A DFT study of the regeneration process of zinc porphyrin analogues in dye-sensitized solar cells

Abstract

The regeneration reaction of sensitizers in dye-sensitized solar cells is one of the critical steps in photonic chemical circuits. In this report, the two-step regeneration reaction of a series of zinc porphyrin sensitizers with a variety of substituent groups, i.e., CN–, F–, Cl–, H–, PhCH₃–, OH– and NH₂– groups, has been studied using density functional theory (DFT). The effects of the substituent groups on the structures of zinc porphyrin sensitizers, the regeneration intermediates and the reaction thermodynamics and kinetics have been explored. It is found that substituent groups at meso-position of zinc porphyrins strongly influenced the mode of two-step regeneration. For Por-CN, Por-F and Por-Cl, the formation of DyeI_Zn and DyeI_Zn-I intermediates are dominant, whereas for Por-H, Por-PhCH₃ and Por-OH, the formation of DyeI_Py and DyeI_Py-I intermediates predominate.

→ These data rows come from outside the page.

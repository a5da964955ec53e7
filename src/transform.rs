//! Transform Pipeline (component D, spec.md §4.D): the bidirectional,
//! order-sensitive byte mapping applied between the device and the
//! local terminal. Two free functions, `render()` (device→local) and
//! `forward()` (local→device), replace the teacher's OSC-8-hyperlink
//! `transform()` at this same position in the pipeline.

use crate::config::{MapFlags, Options, OutputMode, TimestampMode};

/// Tracks the one piece of cross-call state `render()` needs: whether
/// the last rendered byte ended a line, so a timestamp prefix can be
/// injected on the following non-newline byte (spec.md §4.D).
#[derive(Debug, Default)]
pub struct RenderState {
    after_newline: bool,
    session_start: Option<std::time::Instant>,
    last_byte: Option<std::time::Instant>,
}

impl RenderState {
    pub fn new() -> Self {
        RenderState {
            after_newline: true,
            session_start: None,
            last_byte: None,
        }
    }

    fn timestamp_prefix(&mut self, mode: TimestampMode) -> Option<String> {
        let now = std::time::Instant::now();
        let wall = chrono::Local::now();
        let text = match mode {
            TimestampMode::None => return None,
            TimestampMode::Hour24 => wall.format("%H:%M:%S.%3f ").to_string(),
            TimestampMode::Hour24Start => {
                let start = *self.session_start.get_or_insert(now);
                let elapsed = now.duration_since(start);
                format!(
                    "{:02}:{:02}:{:02}.{:03} ",
                    elapsed.as_secs() / 3600,
                    (elapsed.as_secs() / 60) % 60,
                    elapsed.as_secs() % 60,
                    elapsed.subsec_millis()
                )
            }
            TimestampMode::Hour24Delta => {
                let last = self.last_byte.unwrap_or(now);
                let elapsed = now.duration_since(last);
                format!(
                    "+{:02}:{:02}:{:02}.{:03} ",
                    elapsed.as_secs() / 3600,
                    (elapsed.as_secs() / 60) % 60,
                    elapsed.as_secs() % 60,
                    elapsed.subsec_millis()
                )
            }
            TimestampMode::Iso8601 => wall.to_rfc3339(),
        };
        self.last_byte = Some(now);
        self.session_start.get_or_insert(now);
        Some(text)
    }
}

/// One byte received from the device, transformed into the bytes that
/// should reach the local terminal/log/socket (spec.md §4.D
/// "Device→local (render)").
pub fn render(byte: u8, opts: &Options, state: &mut RenderState) -> Vec<u8> {
    let map = opts.map;
    let effective = if map.contains(MapFlags::MSB2LSB) {
        byte.reverse_bits()
    } else {
        byte
    };

    let mut out = Vec::new();

    let is_newline = effective == b'\n';
    if map.contains(MapFlags::INLCRNL) && is_newline && !map.contains(MapFlags::MSB2LSB) {
        out.push(b'\r');
        out.push(b'\n');
    } else if map.contains(MapFlags::IFFESCC) && effective == 0x0C && !map.contains(MapFlags::MSB2LSB)
    {
        out.push(0x1B);
        out.push(b'c');
    } else {
        match opts.output_mode {
            OutputMode::Normal => out.push(effective),
            OutputMode::Hex => out.extend_from_slice(format!("{effective:02x} ").as_bytes()),
        }
    }

    if opts.output_mode == OutputMode::Normal
        && opts.timestamp != TimestampMode::None
        && state.after_newline
        && !is_newline
    {
        if let Some(ts) = state.timestamp_prefix(opts.timestamp) {
            let mut prefixed = ts.into_bytes();
            prefixed.extend_from_slice(&out);
            out = prefixed;
        }
    }

    state.after_newline = is_newline;
    out
}

/// What the caller should do with one locally-originated byte after
/// `forward()` has mapped it (spec.md §4.D "Local→device (forward)").
#[derive(Debug, PartialEq, Eq)]
pub enum ForwardAction {
    /// Write these bytes to the device via the Device Port.
    Write(Vec<u8>),
    /// Send a break instead of writing (ONULBRK on a NUL byte).
    Break,
}

/// How many times (and what) the caller should locally echo, on top
/// of whatever `opts.local_echo` already calls for.
#[derive(Debug, PartialEq, Eq)]
pub enum EchoOverride {
    None,
    /// ONLCRNL expands one byte into a CRLF pair and echoes it twice.
    TwiceCrLf,
}

pub fn forward(byte: u8, opts: &Options) -> (ForwardAction, EchoOverride) {
    let map = opts.map;

    if byte == 0 && map.contains(MapFlags::ONULBRK) {
        return (ForwardAction::Break, EchoOverride::None);
    }

    if (byte == b'\n' || byte == b'\r') && map.contains(MapFlags::ONLCRNL) {
        return (
            ForwardAction::Write(vec![b'\r', b'\n']),
            EchoOverride::TwiceCrLf,
        );
    }

    if byte == 127 && map.contains(MapFlags::ODELBS) {
        return (ForwardAction::Write(vec![0x08]), EchoOverride::None);
    }

    if byte == b'\r' && map.contains(MapFlags::OCRNL) {
        return (ForwardAction::Write(vec![b'\n']), EchoOverride::None);
    }

    (ForwardAction::Write(vec![byte]), EchoOverride::None)
}

/// Upper-cases a whole outgoing buffer when OLTU is set. Applied
/// inside the Device Port's write path across the whole staged buffer
/// (spec.md §4.D), not per-byte in `forward()`.
pub fn apply_oltu(buf: &mut [u8], opts: &Options) {
    if opts.map.contains(MapFlags::OLTU) {
        for b in buf.iter_mut() {
            b.make_ascii_uppercase();
        }
    }
}

/// Accumulates hex digits typed in hex input mode: two consecutive
/// digits combine MSB-nibble, LSB-nibble into one output byte
/// (spec.md §4.D).
#[derive(Debug, Default)]
pub struct HexInputAccumulator {
    high_nibble: Option<u8>,
}

impl HexInputAccumulator {
    pub fn new() -> Self {
        HexInputAccumulator { high_nibble: None }
    }

    /// Returns `Some(byte)` once two valid hex digits have been
    /// accumulated, `None` while waiting for the second digit, or an
    /// error for a non-hex-digit byte (spec.md §4.D: "bell if invalid").
    pub fn push(&mut self, byte: u8) -> Result<Option<u8>, ()> {
        let Some(nibble) = (byte as char).to_digit(16) else {
            return Err(());
        };
        let nibble = nibble as u8;
        match self.high_nibble.take() {
            None => {
                self.high_nibble = Some(nibble);
                Ok(None)
            }
            Some(high) => Ok(Some((high << 4) | nibble)),
        }
    }
}

#[cfg(test)]
mod tests {
    use super::*;
    use crate::config::Options;

    fn opts_with_map(map: MapFlags) -> Options {
        let mut o = Options::default();
        o.map = map;
        o
    }

    #[test]
    fn msb2lsb_applied_twice_is_identity() {
        for b in 0u8..=255 {
            assert_eq!(b.reverse_bits().reverse_bits(), b);
        }
    }

    #[test]
    fn render_inlcrnl_expands_newline() {
        let opts = opts_with_map(MapFlags::INLCRNL);
        let mut st = RenderState::new();
        assert_eq!(render(b'\n', &opts, &mut st), vec![b'\r', b'\n']);
    }

    #[test]
    fn render_iffescc_clears_screen_on_ff() {
        let opts = opts_with_map(MapFlags::IFFESCC);
        let mut st = RenderState::new();
        assert_eq!(render(0x0C, &opts, &mut st), vec![0x1B, b'c']);
    }

    #[test]
    fn render_plain_byte_passthrough() {
        let opts = Options::default();
        let mut st = RenderState::new();
        assert_eq!(render(b'A', &opts, &mut st), vec![b'A']);
    }

    #[test]
    fn render_hex_output_mode() {
        let mut opts = Options::default();
        opts.output_mode = OutputMode::Hex;
        let mut st = RenderState::new();
        assert_eq!(render(0x41, &opts, &mut st), b"41 ".to_vec());
    }

    #[test]
    fn forward_odelbs_maps_del_to_bs() {
        let opts = opts_with_map(MapFlags::ODELBS);
        let (action, echo) = forward(127, &opts);
        assert_eq!(action, ForwardAction::Write(vec![0x08]));
        assert_eq!(echo, EchoOverride::None);
    }

    #[test]
    fn forward_ocrnl_maps_cr_to_lf() {
        let opts = opts_with_map(MapFlags::OCRNL);
        let (action, _) = forward(b'\r', &opts);
        assert_eq!(action, ForwardAction::Write(vec![b'\n']));
    }

    #[test]
    fn forward_onlcrnl_expands_and_echoes_twice() {
        let opts = opts_with_map(MapFlags::ONLCRNL);
        let (action, echo) = forward(b'\n', &opts);
        assert_eq!(action, ForwardAction::Write(vec![b'\r', b'\n']));
        assert_eq!(echo, EchoOverride::TwiceCrLf);
    }

    #[test]
    fn forward_onulbrk_sends_break_for_nul() {
        let opts = opts_with_map(MapFlags::ONULBRK);
        let (action, _) = forward(0, &opts);
        assert_eq!(action, ForwardAction::Break);
    }

    #[test]
    fn forward_plain_byte_passthrough() {
        let opts = Options::default();
        let (action, _) = forward(b'x', &opts);
        assert_eq!(action, ForwardAction::Write(vec![b'x']));
    }

    #[test]
    fn oltu_uppercases_whole_buffer() {
        let opts = opts_with_map(MapFlags::OLTU);
        let mut buf = b"hello world".to_vec();
        apply_oltu(&mut buf, &opts);
        assert_eq!(buf, b"HELLO WORLD".to_vec());
    }

    #[test]
    fn hex_input_combines_two_nibbles() {
        let mut acc = HexInputAccumulator::new();
        assert_eq!(acc.push(b'4'), Ok(None));
        assert_eq!(acc.push(b'1'), Ok(Some(0x41)));
    }

    #[test]
    fn hex_input_rejects_non_hex_digit() {
        let mut acc = HexInputAccumulator::new();
        assert_eq!(acc.push(b'g'), Err(()));
    }
}
//! Script Bridge (component I, spec.md §4.I): an embedded `rhai`
//! interpreter exposing `sleep`/`send`/`expect`/line-control/transfer
//! primitives over the same device fd the interactive session uses.

use std::cell::RefCell;
use std::rc::Rc;
use std::sync::Arc;
use std::time::{Duration, Instant};

use regex::bytes::Regex;
use rhai::{Engine, EvalAltResult, Scope};

use crate::config::{LineMask, Options, Protocol};
use crate::device::Device;
use crate::error::ScriptError;
use crate::line::{self, PendingLineConfig};
use crate::session::{HotKey, RecvWindow};

struct ScriptContext {
    device: Device,
    opts: Options,
    pending: PendingLineConfig,
    hot_key: Arc<HotKey>,
    window: RecvWindow,
}

fn line_from_code(code: i64) -> Result<LineMask, Box<EvalAltResult>> {
    LineMask::from_digit(b'0' + code as u8)
        .ok_or_else(|| format!("invalid line code {code}").into())
}

fn protocol_from_code(code: i64) -> Result<Protocol, Box<EvalAltResult>> {
    Ok(match code {
        0 => Protocol::XmodemCrc,
        1 => Protocol::Xmodem1K,
        2 => Protocol::Ymodem,
        other => return Err(format!("invalid protocol code {other}").into()),
    })
}

/// Parse errors surface as `rhai::EvalAltResult::ErrorParsing`; every
/// other variant happened while the script was already executing.
fn classify_rhai_error(e: Box<EvalAltResult>) -> ScriptError {
    match *e {
        EvalAltResult::ErrorParsing(..) => ScriptError::Compile(e.to_string()),
        other => ScriptError::Runtime(other.to_string()),
    }
}

/// Runs `source` with `device` bound into the interpreter's globals.
/// Returns the device afterward so the caller can resume the
/// interactive session, unless the script called `exit()` (which
/// terminates the process directly, per spec.md §4.I). On a script
/// error the device is handed back alongside the error message so the
/// caller never loses the open, locked device fd.
pub fn run(
    source: &str,
    device: Device,
    opts: Options,
    hot_key: Arc<HotKey>,
) -> Result<Device, (Device, ScriptError)> {
    let ctx = Rc::new(RefCell::new(ScriptContext {
        device,
        opts,
        pending: PendingLineConfig::new(),
        hot_key,
        window: RecvWindow::new(),
    }));

    let mut engine = Engine::new();
    let mut scope = Scope::new();

    scope.push_constant("DTR", 0_i64);
    scope.push_constant("RTS", 1_i64);
    scope.push_constant("CTS", 2_i64);
    scope.push_constant("DSR", 3_i64);
    scope.push_constant("DCD", 4_i64);
    scope.push_constant("RI", 5_i64);
    scope.push_constant("XMODEM_CRC", 0_i64);
    scope.push_constant("XMODEM_1K", 1_i64);
    scope.push_constant("YMODEM", 2_i64);

    {
        let ctx = ctx.clone();
        engine.register_fn("sleep", move |seconds: f64| {
            let _ = &ctx;
            if seconds > 0.0 {
                std::thread::sleep(Duration::from_secs_f64(seconds));
            }
        });
    }
    {
        let ctx = ctx.clone();
        engine.register_fn("msleep", move |ms: i64| {
            let _ = &ctx;
            if ms > 0 {
                std::thread::sleep(Duration::from_millis(ms as u64));
            }
        });
    }
    {
        let ctx = ctx.clone();
        engine.register_fn("high", move |line: i64| -> Result<(), Box<EvalAltResult>> {
            let mask = line_from_code(line)?;
            let mut c = ctx.borrow_mut();
            let fd = c.device.as_fd();
            line::set(fd, mask, true).map_err(|e| e.to_string().into())
        });
    }
    {
        let ctx = ctx.clone();
        engine.register_fn("low", move |line: i64| -> Result<(), Box<EvalAltResult>> {
            let mask = line_from_code(line)?;
            let mut c = ctx.borrow_mut();
            let fd = c.device.as_fd();
            line::set(fd, mask, false).map_err(|e| e.to_string().into())
        });
    }
    {
        let ctx = ctx.clone();
        engine.register_fn("toggle", move |line: i64| -> Result<(), Box<EvalAltResult>> {
            let mask = line_from_code(line)?;
            let mut c = ctx.borrow_mut();
            let fd = c.device.as_fd();
            line::toggle(fd, mask).map_err(|e| e.to_string().into())
        });
    }
    {
        let ctx = ctx.clone();
        engine.register_fn(
            "config_high",
            move |line: i64| -> Result<(), Box<EvalAltResult>> {
                let mask = line_from_code(line)?;
                ctx.borrow_mut().pending.stage(mask, true);
                Ok(())
            },
        );
    }
    {
        let ctx = ctx.clone();
        engine.register_fn(
            "config_low",
            move |line: i64| -> Result<(), Box<EvalAltResult>> {
                let mask = line_from_code(line)?;
                ctx.borrow_mut().pending.stage(mask, false);
                Ok(())
            },
        );
    }
    {
        let ctx = ctx.clone();
        engine.register_fn("config_apply", move || -> Result<(), Box<EvalAltResult>> {
            let mut c = ctx.borrow_mut();
            let ScriptContext { device, pending, .. } = &mut *c;
            let fd = device.as_fd();
            pending.apply(fd).map_err(|e| e.to_string().into())
        });
    }
    {
        let ctx = ctx.clone();
        engine.register_fn(
            "modem_send",
            move |path: String, protocol: i64| -> Result<(), Box<EvalAltResult>> {
                let proto = protocol_from_code(protocol)?;
                let mut c = ctx.borrow_mut();
                let ScriptContext { device, hot_key, opts, .. } = &mut *c;
                crate::transfer::send_file(device, proto, &path, hot_key, opts.mute)
                    .map(|_| ())
                    .map_err(|e| e.to_string().into())
            },
        );
    }
    {
        let ctx = ctx.clone();
        engine.register_fn("send", move |data: String| -> i64 {
            let mut c = ctx.borrow_mut();
            match c
                .device
                .write_bytes(data.as_bytes())
                .and_then(|_| c.device.sync())
            {
                Ok(()) => data.len() as i64,
                Err(_) => -1,
            }
        });
    }
    {
        let ctx = ctx.clone();
        engine.register_fn("expect", move |pattern: String, timeout_ms: i64| -> i64 {
            let re = match Regex::new(&pattern) {
                Ok(re) => re,
                Err(e) => {
                    let err = ScriptError::from(e);
                    tracing::warn!("{err}");
                    return -1;
                }
            };
            let mut c = ctx.borrow_mut();
            c.window.clear();
            let deadline = if timeout_ms == 0 {
                None
            } else {
                Some(Instant::now() + Duration::from_millis(timeout_ms.max(0) as u64))
            };
            loop {
                if let Some(d) = deadline {
                    if Instant::now() >= d {
                        return 0;
                    }
                }
                let mut buf = [0u8; 1];
                match c.device.read(&mut buf) {
                    Ok(1) => {
                        print!("{}", buf[0] as char);
                        c.window.push(buf[0]);
                        if re.is_match(&c.window.as_bytes()) {
                            return 1;
                        }
                    }
                    Ok(_) => {}
                    Err(_) => {
                        std::thread::sleep(Duration::from_millis(5));
                    }
                }
            }
        });
    }
    engine.register_fn("exit", |code: i64| -> () {
        std::process::exit(code as i32);
    });

    let result = engine.run_with_scope(&mut scope, source).map_err(classify_rhai_error);
    // Drop the engine first: its registered closures each hold a clone
    // of `ctx`, and `try_unwrap` below needs the refcount back at 1.
    drop(engine);

    let ctx = Rc::try_unwrap(ctx)
        .unwrap_or_else(|_| unreachable!("engine dropped, no other Rc clones remain"))
        .into_inner();

    match result {
        Ok(()) => Ok(ctx.device),
        Err(e) => Err((ctx.device, e)),
    }
}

Due to the stronger electron-withdrawing effect of CN– and F–, the corresponding Por-CN and Por-F have no energy barrier in reaction. This suggests that their regeneration should be faster than the others. Besides two-step regeneration, alternative regenerations including one-step regeneration and reductive quenching reaction of excited dye and the influences of substituent groups on the electron injection efficiency are also estimated. These results provide valuable information for the design of novel zinc porphyrin analogues for DSCs.